My inner wolf was at the surface now as I tried desperately to remain calm. I couldn't believe the nurse had the nerve to flirt with me while Rachel was lying there hurt. I started to pace the room when Billy wheeled in with Charlie behind him. "Morning, Paul, did you sleep okay?" he asked handing me a cup of coffee. "You should really sit down Paul, pacing won't make her wake up any faster."
Nothing would allow me to sit down because I was on the brink of phasing and I knew it. I clenched my teeth and balled my fists trying to control myself in the tiny room. "I know I should sit down, Billy but I can't right now it's nearly impossible," I sneered not meaning to take any of my frustrations out on him.

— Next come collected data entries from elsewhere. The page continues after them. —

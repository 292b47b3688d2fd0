use std::collections::HashMap;

use super::{END_MARK, END_MARK_INDEX, LAMBDA, LAMBDA_INDEX, LAMBDA_WORD, SIGMA};

#[derive(Debug, Clone)]
pub struct NonTerminal {
    pub index: usize,
    pub name: String,
    /// Indices into [`Grammar::productions`], in declaration order.
    pub productions: Vec<usize>,
}

impl NonTerminal {
    pub fn new(index: usize, name: String) -> Self {
        Self {
            index,
            name,
            productions: Vec::new(),
        }
    }
}

#[derive(Debug, Clone)]
pub enum Symbol {
    NonTerminal(NonTerminal),
    Terminal(String),
    Lambda,
    EndMarker,
}

impl Symbol {
    pub fn non_terminal(&self) -> Option<&NonTerminal> {
        match self {
            Symbol::NonTerminal(e) => Some(e),
            _ => None,
        }
    }

    pub fn mut_non_terminal(&mut self) -> Option<&mut NonTerminal> {
        match self {
            Symbol::NonTerminal(e) => Some(e),
            _ => None,
        }
    }

    pub fn is_non_terminal(&self) -> bool {
        matches!(self, Symbol::NonTerminal(_))
    }

    /// Terminals and the end marker, i.e. everything a token can be matched against.
    pub fn is_terminal(&self) -> bool {
        matches!(self, Symbol::Terminal(_) | Symbol::EndMarker)
    }
}

#[derive(Debug, Clone, PartialEq, Eq)]
pub struct Production {
    pub left: usize,
    pub right: Vec<usize>,
}

impl Production {
    pub fn is_lambda(&self) -> bool {
        self.right == [LAMBDA_INDEX]
    }
}

#[derive(Debug, Clone)]
pub struct Grammar {
    pub symbols: Vec<Symbol>,
    pub symbol_table: HashMap<String, usize>,
    pub productions: Vec<Production>,
    pub start_symbol: Option<usize>,
}

impl Default for Grammar {
    fn default() -> Self {
        Self::new()
    }
}

impl Grammar {
    pub fn new() -> Self {
        let mut g = Self {
            symbols: vec![Symbol::Lambda, Symbol::EndMarker],
            symbol_table: HashMap::new(),
            productions: Vec::new(),
            start_symbol: None,
        };
        g.symbol_table.insert(LAMBDA.to_string(), LAMBDA_INDEX);
        g.symbol_table.insert(LAMBDA_WORD.to_string(), LAMBDA_INDEX);
        g.symbol_table.insert(END_MARK.to_string(), END_MARK_INDEX);
        g
    }

    /// Checks if the token is spelled as a non-terminal, e.g. `<expr>`.
    pub fn is_non_terminal(token: &str) -> bool {
        token.len() >= 2 && token.starts_with('<') && token.ends_with('>')
    }

    pub fn terminal_iter(&self) -> impl Iterator<Item = &String> {
        self.symbols.iter().filter_map(|s| {
            if let Symbol::Terminal(name) = s {
                Some(name)
            } else {
                None
            }
        })
    }

    /// Indices of the terminals followed by the end marker, the columns of an LL(1) table.
    pub fn lookahead_indices(&self) -> Vec<usize> {
        self.symbols
            .iter()
            .enumerate()
            .filter(|(_, s)| matches!(s, Symbol::Terminal(_)))
            .map(|(i, _)| i)
            .chain(std::iter::once(END_MARK_INDEX))
            .collect()
    }

    /// Non-terminals in the order of their first declaration.
    pub fn non_terminal_iter(&self) -> impl Iterator<Item = &NonTerminal> {
        self.symbols.iter().filter_map(|s| s.non_terminal())
    }

    pub fn start_production(&self) -> Option<&Production> {
        self.productions.first()
    }

    pub fn productions_of(&self, non_terminal: usize) -> impl Iterator<Item = &Production> {
        self.symbols[non_terminal]
            .non_terminal()
            .into_iter()
            .flat_map(move |nt| nt.productions.iter().map(move |&p| &self.productions[p]))
    }

    pub fn get_symbol_index(&self, name: &str) -> Option<usize> {
        self.symbol_table.get(name).cloned()
    }

    /// Index of the wildcard literal terminal, if the grammar uses one.
    pub fn sigma_index(&self) -> Option<usize> {
        self.get_symbol_index(SIGMA)
            .filter(|&idx| self.symbols[idx].is_terminal())
    }

    pub fn add_non_terminal(&mut self, name: &str) -> usize {
        let idx = self.symbols.len();
        self.symbols
            .push(Symbol::NonTerminal(NonTerminal::new(idx, name.to_string())));
        self.symbol_table.insert(name.to_string(), idx);
        idx
    }

    pub fn add_terminal(&mut self, name: String) -> usize {
        let idx = self.symbols.len();
        self.symbols.push(Symbol::Terminal(name.clone()));
        self.symbol_table.insert(name, idx);
        idx
    }

    pub fn add_production(&mut self, left: usize, right: Vec<usize>) {
        let idx = self.productions.len();
        self.productions.push(Production { left, right });
        if let Some(nt) = self.symbols[left].mut_non_terminal() {
            nt.productions.push(idx);
        }
    }

    pub fn get_symbol_name(&self, index: usize) -> &str {
        match &self.symbols[index] {
            Symbol::NonTerminal(e) => e.name.as_str(),
            Symbol::Terminal(e) => e.as_str(),
            Symbol::Lambda => LAMBDA,
            Symbol::EndMarker => END_MARK,
        }
    }

    pub fn production_to_vec_str(&self, production: &[usize]) -> Vec<&str> {
        production
            .iter()
            .map(|idx| self.get_symbol_name(*idx))
            .collect()
    }
}
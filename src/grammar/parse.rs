use log::debug;

use super::{Grammar, LAMBDA_INDEX};
use crate::error::GrammarError;

impl Grammar {
    pub fn parse(grammar: &str) -> Result<Self, GrammarError> {
        Self::load(grammar.lines())
    }

    /// Builds a grammar from lines of the form `<A> -> X1 X2 ... Xn`.
    ///
    /// Blank lines are skipped; any other line that does not have this shape is
    /// rejected. The left side of the first production becomes the start symbol.
    pub fn load<I, S>(lines: I) -> Result<Self, GrammarError>
    where
        I: IntoIterator<Item = S>,
        S: AsRef<str>,
    {
        let mut g = Self::new();

        let mut raw_productions: Vec<(usize, usize, Vec<String>)> = Vec::new();

        for (i, line) in lines.into_iter().enumerate() {
            let line = line.as_ref();
            let parts: Vec<&str> = line.split_whitespace().collect();
            if parts.is_empty() {
                continue;
            }
            if parts.len() < 3 || parts[1] != "->" || !Self::is_non_terminal(parts[0]) {
                return Err(GrammarError::Format {
                    line_number: i + 1,
                    line: line.to_string(),
                });
            }

            let left = match g.get_symbol_index(parts[0]) {
                Some(idx) => idx,
                None => g.add_non_terminal(parts[0]),
            };
            raw_productions.push((
                i + 1,
                left,
                parts[2..].iter().map(|s| s.to_string()).collect(),
            ));
        }

        // Right sides are resolved once every left side is known, so that a
        // non-terminal may be used before its first production.
        for (line_number, left, rights) in raw_productions {
            let mut symbols = Vec::with_capacity(rights.len());
            for s in rights {
                let idx = match g.get_symbol_index(&s) {
                    Some(idx) => idx,
                    None if Self::is_non_terminal(&s) => {
                        return Err(GrammarError::UndefinedNonTerminal { name: s });
                    }
                    None => g.add_terminal(s),
                };
                symbols.push(idx);
            }
            if symbols.len() > 1 && symbols.contains(&LAMBDA_INDEX) {
                return Err(GrammarError::MisplacedLambda { line_number });
            }
            g.add_production(left, symbols);
        }

        g.start_symbol = g.start_production().map(|p| p.left);

        debug!(
            "loaded grammar: {} productions, {} non-terminals, {} terminals",
            g.productions.len(),
            g.non_terminal_iter().count(),
            g.terminal_iter().count()
        );

        Ok(g)
    }
}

Billy shook his head and continued to watch me pace back and forth through the tiny room. Charlie watched in silence too but was completely unaware that I was even a werewolf. Charlie thought I was just Jake's best friend and Billy took me in after Mom's job got crazy. I was taking deep breaths squeezing my eyes shut as tightly as I could while my whole body started to shake violently. "Not now!" Billy said sternly backing his wheelchair into the corner of the room.
I couldn't help it my bottled up anger was boiling over and that meant that I was going to phase any minute. Charlie stared at me in shock and never said a word but I'm pretty sure he was horrified at the sight before him. "I can't control it, Billy I've tried all night!" I snapped letting my body crouch down into the position necessary for phasing.
The next thing I heard was like music to my ears and I instantly snapped to full attention. "PAUL! My Paul, where is he?" Rachel screamed unaware that I was at the foot of her bed crouched on the floor. "God dammit, daddy why are we still in this godforsaken hospital? I told you to bring me home to Paul, I want him here now!" Oh boy she hadn't lost her temper that's for sure!